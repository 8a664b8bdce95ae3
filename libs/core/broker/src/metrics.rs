//! Prometheus metrics for the broker
//!
//! Provides observability into message handling and link health.

use metrics::{counter, gauge, histogram};
use metrics_exporter_prometheus::{PrometheusBuilder, PrometheusHandle};
use once_cell::sync::OnceCell;
use std::time::Duration;
use tracing::{info, warn};

static PROMETHEUS_HANDLE: OnceCell<PrometheusHandle> = OnceCell::new();

/// Initialize Prometheus metrics
///
/// Call this once at startup. Subsequent calls are no-ops. If another recorder
/// is already installed the failure is logged and metrics are not rendered.
pub fn init_metrics() {
    if PROMETHEUS_HANDLE.get().is_some() {
        return;
    }

    match PrometheusBuilder::new().install_recorder() {
        Ok(handle) => {
            if PROMETHEUS_HANDLE.set(handle).is_ok() {
                info!("Prometheus metrics initialized");
            }
        }
        Err(e) => warn!(error = %e, "Failed to install Prometheus recorder"),
    }
}

/// Get the Prometheus handle for rendering metrics
pub fn prometheus_handle() -> Option<&'static PrometheusHandle> {
    PROMETHEUS_HANDLE.get()
}

/// Render metrics in Prometheus format
pub fn render_metrics() -> String {
    prometheus_handle().map(|h| h.render()).unwrap_or_default()
}

/// Broker metrics helper, labeled by queue
#[derive(Debug, Clone)]
pub struct BrokerMetrics {
    queue: String,
}

impl BrokerMetrics {
    pub fn new(queue: impl Into<String>) -> Self {
        Self {
            queue: queue.into(),
        }
    }

    pub fn queue(&self) -> &str {
        &self.queue
    }

    /// Record a message being published
    pub fn published(&self, delayed: bool) {
        counter!(
            "broker_messages_published_total",
            "queue" => self.queue.clone(),
            "delayed" => if delayed { "true" } else { "false" }
        )
        .increment(1);
    }

    /// Record a message being received by a worker loop
    pub fn received(&self) {
        counter!("broker_messages_received_total", "queue" => self.queue.clone()).increment(1);
    }

    /// Record a message handled successfully
    pub fn handled(&self, duration: Duration) {
        counter!(
            "broker_messages_handled_total",
            "queue" => self.queue.clone(),
            "status" => "success"
        )
        .increment(1);

        histogram!(
            "broker_handle_duration_seconds",
            "queue" => self.queue.clone()
        )
        .record(duration.as_secs_f64());
    }

    /// Record a handler failure
    pub fn failed(&self, category: &str) {
        counter!(
            "broker_messages_handled_total",
            "queue" => self.queue.clone(),
            "status" => "failed"
        )
        .increment(1);

        counter!(
            "broker_handler_errors_total",
            "queue" => self.queue.clone(),
            "category" => category.to_string()
        )
        .increment(1);
    }

    /// Record a message requeued for another attempt
    pub fn requeued(&self) {
        counter!("broker_messages_requeued_total", "queue" => self.queue.clone()).increment(1);
    }

    /// Record a message abandoned after its final attempt
    pub fn abandoned(&self) {
        counter!("broker_messages_abandoned_total", "queue" => self.queue.clone()).increment(1);
    }

    /// Record a successful reconnect
    pub fn reconnected(&self) {
        counter!("broker_reconnects_total", "queue" => self.queue.clone()).increment(1);
    }

    /// Update the running worker loop gauge
    pub fn active_workers(&self, count: usize) {
        gauge!("broker_active_workers", "queue" => self.queue.clone()).set(count as f64);
    }
}
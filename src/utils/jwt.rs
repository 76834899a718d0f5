use anyhow::anyhow;
use chrono::Utc;
use jsonwebtoken::{Algorithm, DecodingKey, EncodingKey, Header, Validation, decode, encode};

use crate::config::jwt::JwtConfig;
use crate::modules::auth::model::{Claims, Role, UserDisplay};
use crate::utils::errors::AppError;

/// Signs a role-scoped access token for a resolved identity.
///
/// Expiry is `now + token_expiry` (24 hours by default). A missing
/// signing key fails every call with a 500 configuration error rather
/// than a request-level one.
pub fn create_access_token(
    subject_id: i32,
    role: Role,
    user: UserDisplay,
    jwt_config: &JwtConfig,
) -> Result<String, AppError> {
    let secret = signing_secret(jwt_config)?;

    let now = Utc::now().timestamp();
    let claims = Claims {
        sub: subject_id,
        role,
        user,
        iat: now as usize,
        exp: (now + jwt_config.token_expiry) as usize,
    };

    encode(
        &Header::new(Algorithm::HS256),
        &claims,
        &EncodingKey::from_secret(secret.as_bytes()),
    )
    .map_err(|e| AppError::internal(anyhow!("Failed to sign token: {}", e)))
}

/// Verifies signature and expiry of a presented token.
///
/// The accepted algorithm is pinned to the one used at issuance, so a
/// token re-signed under a different algorithm is rejected outright.
pub fn verify_token(token: &str, jwt_config: &JwtConfig) -> Result<Claims, AppError> {
    let secret = signing_secret(jwt_config)?;

    let validation = Validation::new(Algorithm::HS256);

    decode::<Claims>(
        token,
        &DecodingKey::from_secret(secret.as_bytes()),
        &validation,
    )
    .map(|data| data.claims)
    .map_err(|_| AppError::unauthorized(anyhow!("Invalid or expired token")))
}

fn signing_secret(jwt_config: &JwtConfig) -> Result<&str, AppError> {
    jwt_config
        .secret
        .as_deref()
        .ok_or_else(|| AppError::config(anyhow!("Server configuration error")))
}
#![allow(dead_code)]

use axum::Router;
use quadro::config::cors::CorsConfig;
use quadro::config::jwt::JwtConfig;
use quadro::modules::auth::model::{Role, UserDisplay};
use quadro::router::init_router;
use quadro::state::AppState;
use quadro::utils::jwt::create_access_token;
use quadro::utils::password::hash_password;
use sqlx::PgPool;

pub const TEST_JWT_SECRET: &str = "integration_test_secret_key";

pub fn test_jwt_config() -> JwtConfig {
    JwtConfig {
        secret: Some(TEST_JWT_SECRET.to_string()),
        token_expiry: 86400,
    }
}

/// Connects to the database named by `DATABASE_URL` and applies
/// migrations. Integration tests are `#[ignore]`d so they only run
/// against a provisioned Postgres.
pub async fn setup_pool() -> PgPool {
    dotenvy::dotenv().ok();
    let database_url =
        std::env::var("DATABASE_URL").expect("DATABASE_URL must be set for integration tests");

    let pool = PgPool::connect(&database_url).await.unwrap();
    sqlx::migrate!("./migrations").run(&pool).await.unwrap();
    pool
}

pub fn setup_app(pool: PgPool) -> Router {
    let state = AppState {
        db: pool,
        jwt_config: test_jwt_config(),
        cors_config: CorsConfig::from_env(),
    };
    init_router(state)
}

/// 11-digit CPF-shaped identifier, unique per call.
pub fn unique_cpf() -> String {
    format!("{:011}", uuid::Uuid::new_v4().as_u128() % 100_000_000_000)
}

pub fn unique_code(prefix: &str) -> String {
    let suffix = uuid::Uuid::new_v4().simple().to_string();
    format!("{}-{}", prefix, &suffix[..8])
}

/// Inserts a credential into the partition table for `role` and
/// returns the new id.
pub async fn seed_identity(pool: &PgPool, role: Role, cpf: &str, password: &str) -> i32 {
    let hashed = hash_password(password).unwrap();
    let sql = match role {
        Role::Admin => {
            "INSERT INTO admins (cpf, name, password, phone) VALUES ($1, $2, $3, $4) RETURNING id"
        }
        Role::Teacher => {
            "INSERT INTO teachers (cpf, name, password, phone) VALUES ($1, $2, $3, $4) RETURNING id"
        }
        Role::Student => {
            "INSERT INTO students (cpf, name, password, phone) VALUES ($1, $2, $3, $4) RETURNING id"
        }
    };

    sqlx::query_scalar::<_, i32>(sql)
        .bind(cpf)
        .bind("Test User")
        .bind(&hashed)
        .bind("+55 11 99999-0000")
        .fetch_one(pool)
        .await
        .unwrap()
}

pub async fn seed_course(pool: &PgPool) -> i32 {
    sqlx::query_scalar::<_, i32>("INSERT INTO courses (name) VALUES ($1) RETURNING id")
        .bind("Test Course")
        .fetch_one(pool)
        .await
        .unwrap()
}

/// Inserts a class with no assigned teacher and returns the new id.
pub async fn seed_class(pool: &PgPool, code: &str, course_id: i32) -> i32 {
    sqlx::query_scalar::<_, i32>(
        "INSERT INTO classes (code, name, shift, schedule, start_date, end_date, course_id)
         VALUES ($1, $2, 'morning', 'mon-wed 08:00', '2026-02-01', '2026-06-30', $3)
         RETURNING id",
    )
    .bind(code)
    .bind("Test Class")
    .bind(course_id)
    .fetch_one(pool)
    .await
    .unwrap()
}

pub async fn class_teacher_id(pool: &PgPool, class_id: i32) -> Option<i32> {
    sqlx::query_scalar::<_, Option<i32>>("SELECT teacher_id FROM classes WHERE id = $1")
        .bind(class_id)
        .fetch_one(pool)
        .await
        .unwrap()
}

/// Mints a bearer token with the test signing key.
pub fn bearer_for(subject_id: i32, role: Role) -> String {
    let token = create_access_token(
        subject_id,
        role,
        UserDisplay {
            name: "Test User".to_string(),
            phone: None,
            picture: None,
        },
        &test_jwt_config(),
    )
    .unwrap();
    format!("Bearer {}", token)
}
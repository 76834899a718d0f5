pub mod auth;
pub mod classes;
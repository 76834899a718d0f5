//! Role-based authorization for protected routes.
//!
//! Two complementary mechanisms, both built on [`AuthUser`]:
//! 1. `require_roles` middleware for `axum::middleware::from_fn_with_state`
//! 2. `RequireAdmin` / `RequireTeacher` extractors used directly as
//!    handler arguments

use anyhow::anyhow;
use axum::{
    extract::{FromRequestParts, Request, State},
    http::request::Parts,
    middleware::Next,
    response::{IntoResponse, Response},
};

use crate::middleware::auth::AuthUser;
use crate::modules::auth::model::Role;
use crate::state::AppState;
use crate::utils::errors::AppError;

/// Rejects with 403 unless the claim's role is in the allowed set.
pub fn check_any_role(auth_user: &AuthUser, allowed_roles: &[Role]) -> Result<(), AppError> {
    if !allowed_roles.contains(&auth_user.role()) {
        return Err(AppError::forbidden(anyhow!(
            "Access denied. Required roles: {:?}, but user has role: {}",
            allowed_roles,
            auth_user.role()
        )));
    }

    Ok(())
}

/// Rejects with 403 unless the claim's role matches exactly.
pub fn check_role(auth_user: &AuthUser, required_role: Role) -> Result<(), AppError> {
    check_any_role(auth_user, &[required_role])
}

/// Middleware that authenticates the request and checks the role set.
pub async fn require_roles(
    State(state): State<AppState>,
    req: Request,
    next: Next,
    allowed_roles: Vec<Role>,
) -> Result<Response, AppError> {
    let (mut parts, body) = req.into_parts();

    let auth_user = AuthUser::from_request_parts(&mut parts, &state).await?;
    check_any_role(&auth_user, &allowed_roles)?;

    let req = Request::from_parts(parts, body);
    Ok(next.run(req).await)
}

/// Middleware wrapper for admin-only routes.
pub async fn require_admin(State(state): State<AppState>, req: Request, next: Next) -> Response {
    match require_roles(State(state), req, next, vec![Role::Admin]).await {
        Ok(response) => response,
        Err(err) => err.into_response(),
    }
}

/// Extractor for admin-only handlers.
#[derive(Debug)]
pub struct RequireAdmin(pub AuthUser);

impl FromRequestParts<AppState> for RequireAdmin {
    type Rejection = AppError;

    async fn from_request_parts(
        parts: &mut Parts,
        state: &AppState,
    ) -> Result<Self, Self::Rejection> {
        let auth_user = AuthUser::from_request_parts(parts, state).await?;
        check_role(&auth_user, Role::Admin)?;

        Ok(RequireAdmin(auth_user))
    }
}

/// Extractor for staff handlers (admin or teacher).
#[derive(Debug)]
pub struct RequireTeacher(pub AuthUser);

impl FromRequestParts<AppState> for RequireTeacher {
    type Rejection = AppError;

    async fn from_request_parts(
        parts: &mut Parts,
        state: &AppState,
    ) -> Result<Self, Self::Rejection> {
        let auth_user = AuthUser::from_request_parts(parts, state).await?;
        check_any_role(&auth_user, &[Role::Admin, Role::Teacher])?;

        Ok(RequireTeacher(auth_user))
    }
}
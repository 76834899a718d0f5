//! Shared utilities.
//!
//! - [`errors`]: application error type and HTTP mapping
//! - [`jwt`]: access-token creation and verification
//! - [`password`]: bcrypt hashing and verification

pub mod errors;
pub mod jwt;
pub mod password;
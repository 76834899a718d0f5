//! PostgreSQL connection pool initialization.
//!
//! The connection string is read from the `DATABASE_URL` environment
//! variable. Called once at startup; the returned pool is cheaply
//! cloneable and lives in the application state.

use sqlx::PgPool;
use std::env;

/// Initializes the PostgreSQL connection pool.
///
/// # Panics
///
/// Panics if `DATABASE_URL` is unset or the database is unreachable.
/// Both are startup faults, not request-level conditions.
pub async fn init_db_pool() -> PgPool {
    let database_url = env::var("DATABASE_URL").expect("DATABASE_URL must be set");

    PgPool::connect(&database_url)
        .await
        .expect("Failed to connect to database")
}
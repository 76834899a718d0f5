use anyhow::anyhow;
use axum::{
    Json,
    extract::{FromRequest, Request, rejection::JsonRejection},
};
use serde::de::DeserializeOwned;
use validator::{Validate, ValidationErrors};

use crate::utils::errors::AppError;

fn format_errors(errors: &ValidationErrors) -> String {
    errors
        .field_errors()
        .iter()
        .flat_map(|(field, errors)| {
            errors.iter().map(move |error| {
                error
                    .message
                    .as_ref()
                    .map(|msg| msg.to_string())
                    .unwrap_or_else(|| format!("{} is invalid", field))
            })
        })
        .collect::<Vec<_>>()
        .join(", ")
}

/// JSON extractor that also runs `validator` rules. Body failures map
/// to 400, validation failures to 422, both as `{ "error": ... }`.
#[derive(Debug, Clone, Copy, Default)]
pub struct ValidatedJson<T>(pub T);

impl<T, S> FromRequest<S> for ValidatedJson<T>
where
    T: DeserializeOwned + Validate,
    S: Send + Sync,
{
    type Rejection = AppError;

    async fn from_request(req: Request, state: &S) -> Result<Self, Self::Rejection> {
        let Json(value) = Json::<T>::from_request(req, state)
            .await
            .map_err(|rejection| match rejection {
                JsonRejection::MissingJsonContentType(_) => AppError::bad_request(anyhow!(
                    "Missing 'Content-Type: application/json' header"
                )),
                other => AppError::bad_request(anyhow!("Invalid request body: {}", other.body_text())),
            })?;

        value
            .validate()
            .map_err(|errors| AppError::unprocessable(anyhow!("{}", format_errors(&errors))))?;

        Ok(ValidatedJson(value))
    }
}
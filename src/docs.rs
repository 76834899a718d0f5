use utoipa::openapi::security::{HttpAuthScheme, HttpBuilder, SecurityScheme};
use utoipa::{Modify, OpenApi};

use crate::modules::auth::controller::ErrorResponse;
use crate::modules::auth::model::{LoginRequest, LoginResponse, Role, UserDisplay};
use crate::modules::classes::model::{
    AssignTeacherDto, AssignTeacherResponse, Class, ClassWithNames, CreateClassDto, SelectedClass,
    UpdateClassDto,
};

#[derive(OpenApi)]
#[openapi(
    paths(
        crate::modules::auth::controller::login,
        crate::modules::classes::controller::create_class,
        crate::modules::classes::controller::get_classes,
        crate::modules::classes::controller::get_classes_by_teacher,
        crate::modules::classes::controller::get_class_by_code,
        crate::modules::classes::controller::get_class_by_id,
        crate::modules::classes::controller::update_class,
        crate::modules::classes::controller::assign_teacher,
        crate::modules::classes::controller::delete_class,
    ),
    components(
        schemas(
            Role,
            UserDisplay,
            LoginRequest,
            LoginResponse,
            ErrorResponse,
            Class,
            ClassWithNames,
            CreateClassDto,
            UpdateClassDto,
            SelectedClass,
            AssignTeacherDto,
            AssignTeacherResponse,
        )
    ),
    modifiers(&SecurityAddon),
    tags(
        (name = "Authentication", description = "Role-scoped login"),
        (name = "Classes", description = "Class registry and roster assignment")
    ),
    info(
        title = "Quadro API",
        version = "0.1.0",
        description = "School administration REST API with role-scoped JWT authentication and class roster management.",
        license(name = "MIT")
    )
)]
pub struct ApiDoc;

struct SecurityAddon;

impl Modify for SecurityAddon {
    fn modify(&self, openapi: &mut utoipa::openapi::OpenApi) {
        if let Some(components) = openapi.components.as_mut() {
            components.add_security_scheme(
                "bearer_auth",
                SecurityScheme::Http(
                    HttpBuilder::new()
                        .scheme(HttpAuthScheme::Bearer)
                        .bearer_format("JWT")
                        .build(),
                ),
            )
        }
    }
}
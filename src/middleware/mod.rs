//! Request middleware and extractors.
//!
//! - [`auth`]: bearer-token authentication ([`auth::AuthUser`])
//! - [`role`]: role-set authorization (middleware and extractors)
//!
//! Flow: the client presents `Authorization: Bearer <token>`; `AuthUser`
//! verifies signature and expiry and exposes the claims; role checks
//! reject with 403 when the claim's role is not in the set an endpoint
//! accepts.

pub mod auth;
pub mod role;
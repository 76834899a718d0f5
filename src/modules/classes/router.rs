use axum::{
    Router, middleware,
    routing::{get, post, put},
};

use crate::middleware::role::require_admin;
use crate::state::AppState;

use super::controller::{
    assign_teacher, create_class, delete_class, get_class_by_code, get_class_by_id, get_classes,
    get_classes_by_teacher, update_class,
};

pub fn init_classes_router(state: AppState) -> Router<AppState> {
    // Roster assignment is admin-only, enforced at the route layer; the
    // remaining admin-only handlers use the RequireAdmin extractor.
    let assign_router = Router::new()
        .route("/assign-teacher", put(assign_teacher))
        .route_layer(middleware::from_fn_with_state(state, require_admin));

    Router::new()
        .route("/", post(create_class).get(get_classes))
        .route("/teacher/{teacher_id}", get(get_classes_by_teacher))
        .route("/code/{code}", get(get_class_by_code))
        .route(
            "/{id}",
            get(get_class_by_id)
                .put(update_class)
                .delete(delete_class),
        )
        .merge(assign_router)
}
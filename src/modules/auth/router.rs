use axum::{Router, routing::post};

use crate::state::AppState;

use super::controller::login;

pub fn init_auth_router() -> Router<AppState> {
    Router::new().route("/login", post(login))
}
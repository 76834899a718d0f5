use std::env;

/// Token-signing configuration, read once at startup and injected into
/// the issuance and verification paths through [`crate::state::AppState`].
///
/// `secret` stays `None` when `JWT_SECRET` is unset. That is a
/// process-wide configuration fault: startup logs a warning and every
/// login or token check answers 500 until the key is provided.
#[derive(Clone, Debug)]
pub struct JwtConfig {
    pub secret: Option<String>,
    /// Token lifetime in seconds.
    pub token_expiry: i64,
}

impl JwtConfig {
    pub fn from_env() -> Self {
        Self {
            secret: env::var("JWT_SECRET").ok(),
            token_expiry: env::var("JWT_TOKEN_EXPIRY")
                .ok()
                .and_then(|s| s.parse().ok())
                .unwrap_or(86400), // 24 hours
        }
    }
}
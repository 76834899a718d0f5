use std::fmt;

use serde::{Deserialize, Serialize};
use utoipa::ToSchema;
use validator::Validate;

/// The closed set of identity partitions. Each variant maps to its own
/// credential table with a disjoint CPF uniqueness scope.
#[derive(Debug, Clone, Copy, PartialEq, Eq, Serialize, Deserialize, ToSchema)]
#[serde(rename_all = "lowercase")]
pub enum Role {
    Admin,
    Teacher,
    Student,
}

impl Role {
    /// Parses a client-supplied role string. `None` for anything outside
    /// the closed set; callers map that to identity-not-found since no
    /// partition lookup can occur.
    pub fn parse(s: &str) -> Option<Role> {
        match s {
            "admin" => Some(Role::Admin),
            "teacher" => Some(Role::Teacher),
            "student" => Some(Role::Student),
            _ => None,
        }
    }

    pub fn as_str(&self) -> &'static str {
        match self {
            Role::Admin => "admin",
            Role::Teacher => "teacher",
            Role::Student => "student",
        }
    }
}

impl fmt::Display for Role {
    fn fmt(&self, f: &mut fmt::Formatter<'_>) -> fmt::Result {
        f.write_str(self.as_str())
    }
}

/// Display payload embedded in the token so the frontend can render the
/// signed-in user without another round trip. Not secret-proof: anyone
/// holding the token can read it.
#[derive(Debug, Clone, PartialEq, Serialize, Deserialize, ToSchema)]
pub struct UserDisplay {
    pub name: String,
    pub phone: Option<String>,
    pub picture: Option<String>,
}

/// JWT claims. One struct for all three partitions, discriminated by
/// `role`; `sub` is the id within that partition.
#[derive(Debug, Serialize, Deserialize)]
pub struct Claims {
    pub sub: i32,
    pub role: Role,
    pub user: UserDisplay,
    pub exp: usize,
    pub iat: usize,
}

#[derive(Debug, Deserialize, Validate, ToSchema)]
pub struct LoginRequest {
    #[validate(length(min = 1, message = "cpf is required"))]
    pub cpf: String,
    #[validate(length(min = 1, message = "password is required"))]
    pub password: String,
    /// Accepted values: `admin`, `teacher`, `student`. Parsed leniently;
    /// an unrecognized role behaves like an unknown identity.
    #[validate(length(min = 1, message = "role is required"))]
    pub role: String,
}

#[derive(Debug, Serialize, ToSchema)]
#[serde(rename_all = "camelCase")]
pub struct LoginResponse {
    pub token: String,
    pub current_role: Role,
    pub message: String,
}
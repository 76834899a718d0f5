use quadro::utils::password::{DUMMY_HASH, hash_password, verify_password};

#[test]
fn test_hash_password_success() {
    let password = "testpassword123";
    let result = hash_password(password);

    assert!(result.is_ok());
    let hash = result.unwrap();
    assert!(!hash.is_empty());
    assert_ne!(hash, password);
}

#[test]
fn test_verify_password_correct() {
    let password = "correctpassword";
    let hash = hash_password(password).unwrap();

    let result = verify_password(password, &hash);

    assert!(result.is_ok());
    assert!(result.unwrap());
}

#[test]
fn test_verify_password_incorrect() {
    let password = "correctpassword";
    let hash = hash_password(password).unwrap();

    let result = verify_password("wrongpassword", &hash);

    assert!(result.is_ok());
    assert!(!result.unwrap());
}

#[test]
fn test_verify_password_invalid_hash() {
    let result = verify_password("testpassword", "not_a_valid_bcrypt_hash");

    assert!(result.is_err());
}

#[test]
fn test_hash_generates_unique_hashes() {
    let password = "samepassword";
    let hash1 = hash_password(password).unwrap();
    let hash2 = hash_password(password).unwrap();

    assert_ne!(hash1, hash2);
    assert!(verify_password(password, &hash1).unwrap());
    assert!(verify_password(password, &hash2).unwrap());
}

#[test]
fn test_verify_case_sensitive() {
    let password = "Password123";
    let hash = hash_password(password).unwrap();

    assert!(!verify_password("password123", &hash).unwrap());
    assert!(!verify_password("PASSWORD123", &hash).unwrap());
}

#[test]
fn test_dummy_hash_is_well_formed_and_matches_nothing() {
    // The not-found login path verifies against this hash; it must
    // parse cleanly (no error short-circuit) and never match.
    for password in ["", "password", "admin123", "s3cr3t!"] {
        let result = verify_password(password, DUMMY_HASH);
        assert!(result.is_ok());
        assert!(!result.unwrap());
    }
}

#[test]
#[ignore = "timing-sensitive; run manually"]
fn test_dummy_verification_cost_resembles_real_verification() {
    use std::time::Instant;

    let hash = hash_password("realpassword").unwrap();

    let samples = 5;
    let mut real = Vec::with_capacity(samples);
    let mut dummy = Vec::with_capacity(samples);

    for _ in 0..samples {
        let start = Instant::now();
        let _ = verify_password("guess", &hash);
        real.push(start.elapsed());

        let start = Instant::now();
        let _ = verify_password("guess", DUMMY_HASH);
        dummy.push(start.elapsed());
    }

    real.sort();
    dummy.sort();
    let real_median = real[samples / 2];
    let dummy_median = dummy[samples / 2];

    // Same cost factor, so the two paths should be within the same
    // order of magnitude. A user-existence oracle would show orders of
    // magnitude difference (parse failure vs full key derivation).
    let ratio = dummy_median.as_secs_f64() / real_median.as_secs_f64();
    assert!(
        (0.2..5.0).contains(&ratio),
        "dummy/real verification ratio out of range: {ratio}"
    );
}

━━━━━━━━

* [Try it]
How many lines of the entries above hold the string "PostgreSQL"? Reply with the number alone.

* [Solution to this problem]
2